Something I often get asked is ‘what do you want to be when you graduate?’, as people aren’t sure what studying Information Science might lead to. I change my answer every time, to mix it up a bit, and because I’m really not sure. A job title I’m definitely going to start offering up is Information Architect, as it’s such a great way of describing so many aspects of my job and what I love doing.

It wasn’t until the first exercise of this module that I realised I already have strong opinions on what makes a good website. Drawing basic versions of some sample sites using squares and rectangles, I saw how important it is that information is laid out so that it can be found and connected in a logical way, leading a reader from one part to another as they put together the content you’re providing. Good information architecture creates a dot-to-dot drawing easily completed by any user, while being flexible enough to result in a picture unique to their experience.

I constructed DITA Ritz on a basic theme, with clear menu options and a Twitter widget running down the right hand side.
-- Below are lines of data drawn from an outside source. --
impl Request {
    /// Creates a request with an empty body.
    pub fn new(method: Method, uri: Uri) -> Self {
        let mut request = http::Request::new(Body::empty());
        *request.method_mut() = method;
        *request.uri_mut() = uri;
        request.into()
    }

    /// Creates a `GET` request.
    pub fn get(uri: Uri) -> Self {
        Self::new(Method::GET, uri)
    }

    /// Creates a `POST` request.
    pub fn post(uri: Uri) -> Self {
        Self::new(Method::POST, uri)
    }

    /// Creates a `PUT` request.
    pub fn put(uri: Uri) -> Self {
        Self::new(Method::PUT, uri)
    }

    /// Creates a `DELETE` request.
    pub fn delete(uri: Uri) -> Self {
        Self::new(Method::DELETE, uri)
    }

    /// Parses `uri` and builds a request by applying `options` in order.
    ///
    /// # Errors
    ///
    /// Fails with [`RequestError`] when the URI does not parse, a header name
    /// or value is invalid, or a body cannot be serialized. Nothing is sent in
    /// that case.
    pub fn with_options<U>(
        method: Method,
        uri: U,
        options: impl IntoIterator<Item = RequestOption>,
    ) -> Result<Self, RequestError>
    where
        U: TryInto<Uri>,
        U::Error: Into<http::Error>,
    {
        let uri = uri.try_into().map_err(RequestError::uri)?;
        let mut request = Self::new(method, uri);
        for option in options {
            request.apply(option)?;
        }
        Ok(request)
    }

    /// Applies a single option to this request.
    pub fn apply(&mut self, option: RequestOption) -> Result<(), RequestError> {
        match option {
            RequestOption::Headers(headers) => {
                for (name, value) in headers {
                    let name = HeaderName::from_bytes(name.as_bytes())?;
                    let value = HeaderValue::from_str(&value)?;
                    self.insert_header(name, value);
                }
            }
            RequestOption::Params(params) => self.append_query(&params)?,
            #[cfg(feature = "cookie")]
            RequestOption::Cookies(cookies) => {
                for cookie in cookies {
                    self.add_cookie(&cookie)?;
                }
            }
            RequestOption::Form(fields) => self.set_body_with_type(Body::from_form(&fields)?),
            RequestOption::Multipart(form) => self.set_body_with_type(form.into_body()?),
            RequestOption::Json(value) => self.set_body_with_type(Body::from_json(&value)?),
            RequestOption::Text(text) => {
                self.replace_body(Body::from_text(text));
            }
            RequestOption::Bytes(bytes) => {
                self.replace_body(Body::from_bytes(bytes));
            }
            RequestOption::Body(body) => {
                self.replace_body(body);
            }
        }
        Ok(())
    }

    fn set_body_with_type(&mut self, body: Body) {
        if let Some(value) = body
            .mime()
            .and_then(|mime| HeaderValue::from_str(mime.as_ref()).ok())
        {
            self.insert_header(header::CONTENT_TYPE, value);
        }
        self.replace_body(body);
    }

    /// Appends url-encoded pairs to the query string, keeping the existing query.
    fn append_query<T: serde::Serialize + ?Sized>(&mut self, params: &T) -> Result<(), RequestError> {
        let encoded = serde_urlencoded::to_string(params)?;
        if encoded.is_empty() {
            return Ok(());
        }
        let path = self.uri().path();
        let path_and_query = match self.uri().query() {
            Some(query) if !query.is_empty() => format!("{path}?{query}&{encoded}"),
            _ => format!("{path}?{encoded}"),
        };
        let mut parts = core::mem::take(self.uri_mut()).into_parts();
        parts.path_and_query =
            Some(PathAndQuery::try_from(path_and_query).map_err(RequestError::uri)?);
        *self.uri_mut() = Uri::from_parts(parts).map_err(RequestError::uri)?;
        Ok(())
    }

    /// Adds a cookie (name and value only) to the `Cookie` header.
    #[cfg(feature = "cookie")]
    pub fn add_cookie(&mut self, cookie: &cookie::Cookie<'_>) -> Result<(), RequestError> {
        let pair = cookie.stripped().to_string();
        let value = match self.get_header(header::COOKIE).map(HeaderValue::to_str) {
            Some(Ok(existing)) if !existing.is_empty() => format!("{existing}; {pair}"),
            _ => pair,
        };
        self.insert_header(header::COOKIE, HeaderValue::from_str(&value)?);
        Ok(())
    }

    /// Returns the request metadata.
    pub const fn parts(&self) -> &RequestParts {
        &self.parts
    }

    /// Returns the request metadata mutably.
    pub fn parts_mut(&mut self) -> &mut RequestParts {
        &mut self.parts
    }

    /// Returns the HTTP method.
    pub const fn method(&self) -> &Method {
        &self.parts.method
    }

    /// Returns the HTTP method mutably.
    pub fn method_mut(&mut self) -> &mut Method {
        &mut self.parts.method
    }

    /// Sets the HTTP method.
    pub fn set_method(&mut self, method: Method) {
        *self.method_mut() = method;
    }

    /// Returns the request URI.
    pub const fn uri(&self) -> &Uri {
        &self.parts.uri
    }

    /// Returns the request URI mutably.
    pub fn uri_mut(&mut self) -> &mut Uri {
        &mut self.parts.uri
    }

    /// Sets the request URI.
    pub fn set_uri(&mut self, uri: Uri) {
        *self.uri_mut() = uri;
    }

    /// Appends query parameters from any serializable value.
    ///
    /// ```rust
    /// use requests_kit::{Request, Uri};
    ///
    /// let request = Request::get(Uri::from_static("https://example.com/search?q=rust"))
    ///     .query(&[("page", 3)])
    ///     .unwrap();
    /// assert_eq!(request.uri().query(), Some("q=rust&page=3"));
    /// ```
    pub fn query<T: serde::Serialize + ?Sized>(mut self, params: &T) -> Result<Self, RequestError> {
        self.append_query(params)?;
        Ok(self)
    }

    /// Returns the HTTP version.
    pub const fn version(&self) -> Version {
        self.parts.version
    }

    /// Sets the HTTP version.
    pub fn set_version(&mut self, version: Version) {
        self.parts.version = version;
    }

    /// Sets a header and returns the request, for chaining.
    pub fn header(mut self, name: HeaderName, value: HeaderValue) -> Self {
        self.insert_header(name, value);
        self
    }

    /// Returns the headers.
    pub const fn headers(&self) -> &HeaderMap {
        &self.parts.headers
    }

    /// Returns the headers mutably.
    pub fn headers_mut(&mut self) -> &mut HeaderMap {
        &mut self.parts.headers
    }

    /// Returns the first value of a header.
    pub fn get_header(&self, name: HeaderName) -> Option<&HeaderValue> {
        self.headers().get(name)
    }

    /// Returns every value of a header.
    pub fn get_headers(&self, name: HeaderName) -> GetAll<'_, HeaderValue> {
        self.headers().get_all(name)
    }

    /// Appends a header value, keeping existing values.
    pub fn append_header(&mut self, name: HeaderName, value: HeaderValue) {
        self.headers_mut().append(name, value);
    }

    /// Sets a header value, returning the previous one.
    pub fn insert_header(&mut self, name: HeaderName, value: HeaderValue) -> Option<HeaderValue> {
        self.headers_mut().insert(name, value)
    }

    /// Returns the extensions map.
    ///
    /// The client stores the active [`SessionOptions`](crate::SessionOptions)
    /// here before handing the request to the transport.
    pub const fn extensions(&self) -> &Extensions {
        &self.parts.extensions
    }

    /// Returns the extensions map mutably.
    pub fn extensions_mut(&mut self) -> &mut Extensions {
        &mut self.parts.extensions
    }

    /// Returns the extension of type `T`, if any.
    pub fn get_extension<T: Send + Sync + 'static>(&self) -> Option<&T> {
        self.extensions().get()
    }

    /// Inserts an extension, returning the previous value of the same type.
    pub fn insert_extension<T: Send + Sync + Clone + 'static>(&mut self, extension: T) -> Option<T> {
        self.extensions_mut().insert(extension)
    }

    /// Removes and returns the extension of type `T`.
    pub fn remove_extension<T: Send + Sync + 'static>(&mut self) -> Option<T> {
        self.extensions_mut().remove()
    }

    /// Returns the body.
    pub const fn body(&self) -> &Body {
        &self.body
    }

    /// Returns the body mutably.
    pub fn body_mut(&mut self) -> &mut Body {
        &mut self.body
    }

    /// Takes the body out, leaving a frozen one.
    pub fn take_body(&mut self) -> Result<Body, BodyFrozen> {
        Body::take(&mut self.body)
    }

    /// Replaces the body and returns the previous one.
    pub fn replace_body(&mut self, body: impl Into<Body>) -> Body {
        self.body.replace(body.into())
    }

    /// Serializes `value` as the JSON body and sets `Content-Type`.
    pub fn json<T: serde::Serialize>(mut self, value: T) -> Result<Self, RequestError> {
        self.set_body_with_type(Body::from_json(value)?);
        Ok(self)
    }

    /// Serializes `value` as a url-encoded form body and sets `Content-Type`.
    pub fn form<T: serde::Serialize>(mut self, value: T) -> Result<Self, RequestError> {
        self.set_body_with_type(Body::from_form(value)?);
        Ok(self)
    }

    /// Streams a file as the body; `Content-Type` is guessed from the extension.
    #[cfg(feature = "fs")]
    pub async fn file(mut self, path: impl AsRef<std::path::Path>) -> Result<Self, std::io::Error> {
        self.set_body_with_type(Body::from_file(path).await?);
        Ok(self)
    }

    /// Reads the whole body.
    pub async fn into_bytes(&mut self) -> Result<Bytes, BodyError> {
        self.body.buffer().await
    }

    /// Reads the whole body as UTF-8 text.
    pub async fn into_string(&mut self) -> Result<ByteStr, BodyError> {
        Ok(ByteStr::from_utf8(self.into_bytes().await?)?)
    }

    /// Reads the body as JSON.
    pub async fn into_json<'a, T>(&'a mut self) -> Result<T, BodyError>
    where
        T: serde::Deserialize<'a>,
    {
        self.body.into_json().await
    }

    /// Parses the `Content-Type` header.
    pub fn get_mime(&self) -> Option<mime::Mime> {
        self.get_header(header::CONTENT_TYPE)?
            .to_str()
            .ok()?
            .parse()
            .ok()
    }
}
A few of the themes I tried at first had the widget as a footer, which to me didn’t complement the time line layout of a Twitter feed, so in the end I opted for the very basic Skeptical Theme. Something I like about this theme is that it places the About page link in the top right corner, slightly separate from the archive of posts on the left. The About page is the context in which all visitors will be reading the content, so I put it up there with the blog title and tagline: hopefully a consistent framework. It’s likely I’ll change things around as and when I notice something isn’t quite right, as that’s in my nature, but luckily I’m finding the WordPress site easy to navigate.*

I can already tell I’ll enjoy being an Information Architect.

*EDIT 21/10/14: I’ve since changed my blog theme to Penscratch, which I prefer as the page appears cleaner and sharper. The text box is also wider, which is useful when embedding images and maps especially, as it allows you to have them closer to the original size.